Functionalization of nanoparticles with oligonucleotides
Thirteen nanometre gold nanoparticles were prepared via citrate reduction of HAuCl4. Thirty seven nanometre silver nanoparticles were prepared via citrate reduction of AgNO3.
Disulphide-modified oligonucleotides
Desalted oligonucleotide (5.71 nmol) was added to Au (3 ml, 17 nM) or Ag (3 ml, 1.0 nM) colloid in an autoclaved glass vial. After 18 h, phosphate (NaH2PO4/Na2HPO4) buffer (60 mM) was added to 10 mM final concentration. 2 M NaCl was then added at intervals, increasing the salt concentration by 0.05 M ncrements to a final concentration of 0.3 M. The oligonucleotide–gold conjugates were stored at 4°C.

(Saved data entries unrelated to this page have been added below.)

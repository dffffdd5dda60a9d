use clap::Args;
use pici::{SystemRunner, TargetSpec};

#[derive(Args, Debug)]
pub struct ResizeArgs {
    /// Skip the confirmation prompt
    #[arg(short, long)]
    pub yes: bool,

    /// Print the mutating commands instead of running them
    #[arg(long)]
    pub dry_run: bool,

    /// Target size (e.g. 8G, 16GiB, 4096M) or storage device path
    pub target: String,
}

pub fn execute(args: ResizeArgs, global: &crate::cli::GlobalFlags) -> anyhow::Result<()> {
    let target: TargetSpec = args.target.parse()?;
    let layout = global.layout();
    layout.require_volume()?;

    let runner = if args.dry_run {
        SystemRunner::dry_run()
    } else {
        SystemRunner::new()
    };
    let confirm = super::confirmer(args.yes);

    tracing::info!("Resizing {} to {}", layout.image_path().display(), target);
    let plan = pici::resize_image(&runner, confirm, &layout.image(), &target)?;
    for step in plan.steps() {
        println!("{}", step);
    }
    Ok(())
}
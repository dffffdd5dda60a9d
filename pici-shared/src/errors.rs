//! Error taxonomy for image operations.
//!
//! Every error is raised where it is detected and propagated with `?` to the
//! command-line boundary. Nothing in the library retries.

use std::io;
use std::path::PathBuf;

use thiserror::Error;

use crate::units::ByteSize;

pub type PiciResult<T> = Result<T, PiciError>;

#[derive(Debug, Error)]
pub enum PiciError {
    /// The persistent volume (dist directory) is not mounted.
    #[error("no volume mounted at '{}'", .0.display())]
    MissingVolume(PathBuf),

    /// The operation needs an image that does not exist.
    #[error("no image found at '{}'", .0.display())]
    MissingImage(PathBuf),

    /// Requested capacity is below what the filesystem already occupies.
    #[error("target {target} is smaller than the current filesystem size {current}")]
    TargetTooSmall { current: ByteSize, target: ByteSize },

    /// Requested capacity exceeds the largest virtual disk tier.
    #[error("target {target} exceeds the largest supported disk size {largest}")]
    UnsupportedTarget { target: ByteSize, largest: ByteSize },

    /// Observed sizes violate the expected ordering.
    #[error(
        "virtual disk size {virtual_size} is already larger than the {tier} tier chosen for this target"
    )]
    InconsistentState {
        virtual_size: ByteSize,
        tier: ByteSize,
    },

    /// The image's occupied extent does not fit on the target device.
    #[error("image needs {occupied} but the device only holds {device}")]
    ImageTooLarge { occupied: ByteSize, device: ByteSize },

    /// An external tool exited non-zero or produced unusable output.
    #[error("`{command}` failed{}: {diagnostic}", exit_suffix(.status))]
    ExternalTool {
        command: String,
        status: Option<i32>,
        diagnostic: String,
    },

    /// A resize step failed; no further steps were run.
    #[error("step '{step}' failed: {source}")]
    Step {
        step: &'static str,
        #[source]
        source: Box<PiciError>,
    },

    /// The user answered a confirmation prompt negatively.
    #[error("aborted by user")]
    UserDeclined,

    /// A size literal could not be parsed.
    #[error("invalid size '{0}' (expected e.g. 4096, 512M, 8G or 2048s)")]
    InvalidSize(String),

    /// SIGINT arrived during or before an external tool run.
    #[error("interrupted by SIGINT")]
    Interrupted,

    /// Local filesystem error.
    #[error("io: {0}")]
    Io(#[from] io::Error),
}

fn exit_suffix(status: &Option<i32>) -> String {
    match status {
        Some(code) => format!(" with exit code {}", code),
        None => String::new(),
    }
}

impl PiciError {
    /// Build an [`PiciError::ExternalTool`] for output that could not be parsed.
    pub fn unparseable(command: impl Into<String>, detail: impl Into<String>) -> Self {
        Self::ExternalTool {
            command: command.into(),
            status: None,
            diagnostic: detail.into(),
        }
    }

    /// True for the negative-confirmation outcome, which is a clean exit.
    pub fn is_user_declined(&self) -> bool {
        matches!(self, PiciError::UserDeclined)
    }
}
//! Confirmation before destructive steps.

use pici_shared::errors::{PiciError, PiciResult};

/// Asks the operator whether to continue.
///
/// `default` is the answer for an empty reply. `None` forces an explicit
/// yes or no.
pub trait Confirm {
    fn confirm(&self, prompt: &str, default: Option<bool>) -> PiciResult<bool>;
}

impl<C: Confirm + ?Sized> Confirm for &C {
    fn confirm(&self, prompt: &str, default: Option<bool>) -> PiciResult<bool> {
        (**self).confirm(prompt, default)
    }
}

/// Answers yes to everything (`-y`).
#[derive(Debug, Clone, Copy, Default)]
pub struct AssumeYes;

impl Confirm for AssumeYes {
    fn confirm(&self, prompt: &str, _default: Option<bool>) -> PiciResult<bool> {
        tracing::debug!("Confirmation skipped: {}", prompt);
        Ok(true)
    }
}

/// Ask and turn a negative answer into [`PiciError::UserDeclined`].
pub fn require(confirm: &dyn Confirm, prompt: &str, default: Option<bool>) -> PiciResult<()> {
    if confirm.confirm(prompt, default)? {
        Ok(())
    } else {
        Err(PiciError::UserDeclined)
    }
}

/// Interpret one line of user input.
///
/// Returns `None` when the line is not an answer and the prompt should be
/// repeated.
pub fn parse_answer(line: &str, default: Option<bool>) -> Option<bool> {
    match line.trim().to_ascii_lowercase().as_str() {
        "y" | "yes" => Some(true),
        "n" | "no" => Some(false),
        "" => default,
        _ => None,
    }
}

/// Suffix shown after a prompt, e.g. `[y/N]`.
pub fn choices(default: Option<bool>) -> &'static str {
    match default {
        Some(true) => "[Y/n]",
        Some(false) => "[y/N]",
        None => "[y/n]",
    }
}

#[cfg(test)]
mod tests {
    use super::*;

    struct Never;

    impl Confirm for Never {
        fn confirm(&self, _prompt: &str, _default: Option<bool>) -> PiciResult<bool> {
            Ok(false)
        }
    }

    #[test]
    fn test_parse_answer() {
        assert_eq!(parse_answer("y\n", None), Some(true));
        assert_eq!(parse_answer(" YES ", None), Some(true));
        assert_eq!(parse_answer("n", Some(true)), Some(false));
        assert_eq!(parse_answer("", Some(false)), Some(false));
        assert_eq!(parse_answer("\n", None), None);
        assert_eq!(parse_answer("maybe", Some(true)), None);
    }

    #[test]
    fn test_require() {
        assert!(require(&AssumeYes, "go?", None).is_ok());
        assert!(matches!(
            require(&Never, "go?", None),
            Err(PiciError::UserDeclined)
        ));
    }

    #[test]
    fn test_choices() {
        assert_eq!(choices(None), "[y/n]");
        assert_eq!(choices(Some(false)), "[y/N]");
    }
}
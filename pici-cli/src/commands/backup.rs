use std::path::PathBuf;

use clap::Args;
use pici::{ImageTransfer, SystemRunner};

#[derive(Args, Debug)]
pub struct BackupArgs {
    /// Skip the confirmation prompt
    #[arg(short, long)]
    pub yes: bool,

    /// Storage device to read from
    #[arg(short, long, env = "STORAGE_PATH", default_value = "/dev/mmcblk0")]
    pub storage: PathBuf,
}

pub fn execute(args: BackupArgs, global: &crate::cli::GlobalFlags) -> anyhow::Result<()> {
    let layout = global.layout();
    layout.require_volume()?;

    let runner = SystemRunner::new();
    ImageTransfer::new(&runner, super::confirmer(args.yes))
        .backup(&args.storage, &layout.image())?;
    Ok(())
}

Thiol-modified oligonucleotides
Desalted oligonucleotide (5.71 nmol) was added to Au (3 ml 17 nM) or Ag (3 ml, 1.0 nM) colloid in an autoclaved glass vial. After 18 h, phosphate (NaH2PO4/Na2HPO4) buffer (60 mM) was added to 10 mM final concentration. 2 M NaCl was then added at intervals, increasing the salt concentration by 0.05 M (final concentration) increments to a final concentration of 0.3 M. The oligonucleotide–gold conjugates were stored at 4°C.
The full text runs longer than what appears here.